PGBR NA MÍDIA
Observações sobre a redução de jornada para pais com filhos com deficiência
Por Bianca Isabelle Lourenço de Sousa da Silva
Os trabalhadores que possuem filhos com deficiência, que necessitam de cuidados especiais, podem enfrentar dificuldades para conciliar sua jornada de trabalho com o cuidado de seus filhos, em razão da impossibilidade do acompanhamento adequado nos constantes tratamentos de saúde.
Em vista disso, houve um crescimento recente de demandas trabalhistas, nas quais os empregados buscam a flexibilização de suas jornadas de trabalho sem que haja a diminuição proporcional do salário, para que possam conciliar o trabalho com o tratamento de seus filhos.
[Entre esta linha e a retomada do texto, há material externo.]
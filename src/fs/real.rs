use super::{DirEntry, FileSystem, FileType};
use anyhow::{Context, Result};
use std::fs;
use std::path::Path;

pub struct RealFileSystem;

impl RealFileSystem {
    pub fn new() -> Self {
        Self
    }
}

impl Default for RealFileSystem {
    fn default() -> Self {
        Self::new()
    }
}

impl FileSystem for RealFileSystem {
    fn is_dir(&self, path: &Path) -> bool {
        path.is_dir()
    }

    fn read(&self, path: &Path) -> Result<Vec<u8>> {
        fs::read(path).context(format!("Failed to read file {:?}", path))
    }

    fn read_dir(&self, path: &Path) -> Result<Vec<DirEntry>> {
        let entries = fs::read_dir(path).context(format!("Failed to read directory {:?}", path))?;

        let mut result = Vec::new();
        for entry in entries {
            let entry = entry.context("Failed to read directory entry")?;
            let path = entry.path();
            let name = entry.file_name().to_string_lossy().to_string();
            let file_type = if path.is_file() {
                FileType::File
            } else if path.is_dir() {
                FileType::Directory
            } else {
                FileType::Symlink
            };

            result.push(DirEntry {
                path,
                name,
                file_type,
            });
        }

        result.sort_by(|a, b| a.name.cmp(&b.name));
        Ok(result)
    }
}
O argumento é baseado na dificuldade de conciliação, o que configuraria óbice no tratamento e desenvolvimento da saúde de seus filhos, uma vez que não poderiam acompanhá-los de maneira adequada. Argumentam também que, caso houvesse a redução proporcional do salário, não conseguiriam arcar com os custos dos referidos tratamentos.
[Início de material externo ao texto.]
//! Error taxonomy for repository content resolution
//!
//! Every variant except [`ScanError::NoDevfileFound`] aborts the whole scan.
//! `NoDevfileFound` is handled inside the engine and only means that one
//! component context ends up without a synthesized devfile.

use crate::catalog::CatalogError;
use crate::detector::DetectorError;
use crate::devfile::DevfileError;
use std::path::PathBuf;
use thiserror::Error;

#[derive(Debug, Error)]
pub enum ScanError {
    /// A directory or file under the scan root could not be read
    #[error("Failed to read {}: {source}", path.display())]
    Io {
        path: PathBuf,
        #[source]
        source: anyhow::Error,
    },

    /// The repository URL cannot be turned into a hosted file link
    #[error("Invalid source URL '{url}': {reason}")]
    InvalidSourceUrl { url: String, reason: String },

    /// A devfile was found but could not be parsed
    #[error("Invalid devfile at {location}: {source}")]
    InvalidDevfile {
        location: String,
        #[source]
        source: DevfileError,
    },

    /// The devfile registry could not answer a lookup
    #[error("Devfile registry lookup failed at {registry}: {source}")]
    CatalogLookupFailed {
        registry: String,
        #[source]
        source: CatalogError,
    },

    /// No devfile could be matched for a component
    #[error("No devfile found for {}", location.display())]
    NoDevfileFound { location: PathBuf },

    /// The language detector failed for a reason other than "no match"
    #[error("Component detection failed for {}: {source}", location.display())]
    Detector {
        location: PathBuf,
        #[source]
        source: DetectorError,
    },

    /// The scan request itself is unusable
    #[error("Invalid scan request: {0}")]
    InvalidRequest(String),

    /// The caller cancelled the scan
    #[error("Scan cancelled")]
    Cancelled,
}

impl ScanError {
    pub fn io(path: impl Into<PathBuf>, source: anyhow::Error) -> Self {
        ScanError::Io {
            path: path.into(),
            source,
        }
    }

    /// Whether this error terminates the whole multi-component scan
    pub fn is_fatal(&self) -> bool {
        !matches!(self, ScanError::NoDevfileFound { .. })
    }

    /// Returns a user-friendly error message with troubleshooting hints
    pub fn help_message(&self) -> String {
        match self {
            ScanError::Io { path, source } => format!(
                "Error: Unable to read repository content\nPath: {}\n\n\
                Help: The scan stops at the first unreadable directory. Please check:\n\
                - Does the path exist?\n\
                - Do you have permission to read it?\n\n\
                Details: {:#}",
                path.display(),
                source
            ),
            ScanError::InvalidSourceUrl { url, reason } => format!(
                "Error: Invalid source URL\nURL: {}\n\n\
                Help: Provide the repository URL as https://<host>/<owner>/<repo>\n\
                (for example --source-url https://github.com/org/repo).\n\n\
                Details: {}",
                url, reason
            ),
            ScanError::InvalidDevfile { location, source } => format!(
                "Error: Invalid devfile\nLocation: {}\n\n\
                Help: One broken devfile invalidates the whole repository scan.\n\
                Fix or remove the devfile and scan again.\n\n\
                Details: {}",
                location, source
            ),
            ScanError::CatalogLookupFailed { registry, source } => format!(
                "Error: Devfile registry lookup failed\nRegistry: {}\n\n\
                Help: Try:\n\
                - Check network connectivity\n\
                - Check the registry URL (--registry or DEVSCOUT_REGISTRY_URL)\n\n\
                Details: {}",
                registry, source
            ),
            ScanError::Detector { location, source } => format!(
                "Error: Component detection failed\nPath: {}\n\n\
                Details: {}",
                location.display(),
                source
            ),
            ScanError::NoDevfileFound { .. }
            | ScanError::InvalidRequest(_)
            | ScanError::Cancelled => format!("Error: {}", self),
        }
    }
}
O tratamento de pessoas com deficiência, especialmente em fase infantil, comumente ocorre de forma contínua e muitas vezes acompanhado de uma equipe multidisciplinar. Nas demandas trabalhistas ajuizadas pleiteando a redução da jornada, os empregados demonstraram a necessidade do acompanhamento recorrente de seus filhos com fisioterapeutas, fonoaudiólogos, terapeutas ocupacionais, entre outras áreas da saúde. Além disso, comprovam a necessidade desse acompanhamento por meio de artigos científicos.
Os Tribunais Regionais do Trabalho (TRTs), bem como o Tribunal Superior do Trabalho (TST), têm decidido de forma favorável ao apelo dos genitores, determinando a redução da jornada sem prejuízo do salário, tampouco necessidade de compensação.
O entendimento é no sentido de que a medida se configuraria como uma adaptação razoável à vida da pessoa com deficiência, instituto disposto no artigo 2º do Decreto nº 6.949/2009, que ratificou a Convenção Internacional da Pessoa com Deficiência.
A adaptação razoável se refere às adequações e modificações realizadas para evitar a desigualdade de oportunidades e garantir o acesso aos direitos fundamentais das pessoas com deficiência. Nos casos das demandas trabalhistas mencionadas, os tribunais entenderam que há necessidade de garantir aos filhos dos empregados o pleno direito à saúde e proteção à infância, bem como à igualdade de oportunidades.
Os tribunais salientaram o caráter de emenda constitucional da referida convenção internacional, haja vista se tratar de documento internacional de direitos humanos ratificado pelo Brasil, conforme determina o artigo 5º, §3º, da Constituição Federal. Ainda, ressaltaram que a referida medida visava a garantir os direitos fundamentais à saúde, à dignidade da pessoa humana, à proteção à infância, pelos filhos, e à proteção ao trabalhador, pelos empregados.
Foi adotada também a inteligência do artigo 227 da Constituição Federal, que determina o direito à saúde da criança e do adolescente, bem como a absoluta prioridade na garantia dos seus direitos, sendo um dever da família, da sociedade e do Estado.
No mesmo sentido, o TST reconhece a prioridade à garantida dos direitos fundamentais à pessoa com deficiência, estampado no artigo 8º da Lei nº 13.146/2015.
Oportuno destacar a tramitação do Projeto de Lei no Senado nº 110/2016, o qual propõe a inclusão do artigo 396-A na CLT, que prevê a redução de 10% da jornada do empregado que possuir a guarda de filhos com deficiência.
A interpretação dos tribunais ainda não é pautada em lei específica quanto a essa possibilidade de flexibilização da jornada, o que faz com que muitos empregados ainda acionem o Poder Judiciário para solucionar a questão.
Ressalta-se, também, que por se tratar de matéria que se submete ao crivo do Poder Judiciário, mostra-se necessária a comprovação robusta de que os filhos dos empregados possuam necessidade de cuidados especiais, bem como estejam em tratamento contínuo que prejudique a jornada comum do empregado, como laudos médicos que discriminem a situação.
O que se verifica das demandas ajuizadas é uma evolução da aplicação dos princípios constitucionais, bem como a efetiva aplicação do Estatuto da Pessoa com Deficiência, por parte dos tribunais, na proteção à pessoa com deficiência, garantindo maior acessibilidade a essa parcela da população.
Bianca Isabelle Lourenço de Sousa da Silva é advogada da equipe de Direito do Trabalho do escritório Peluso, Stupp e Guaritá Advogados.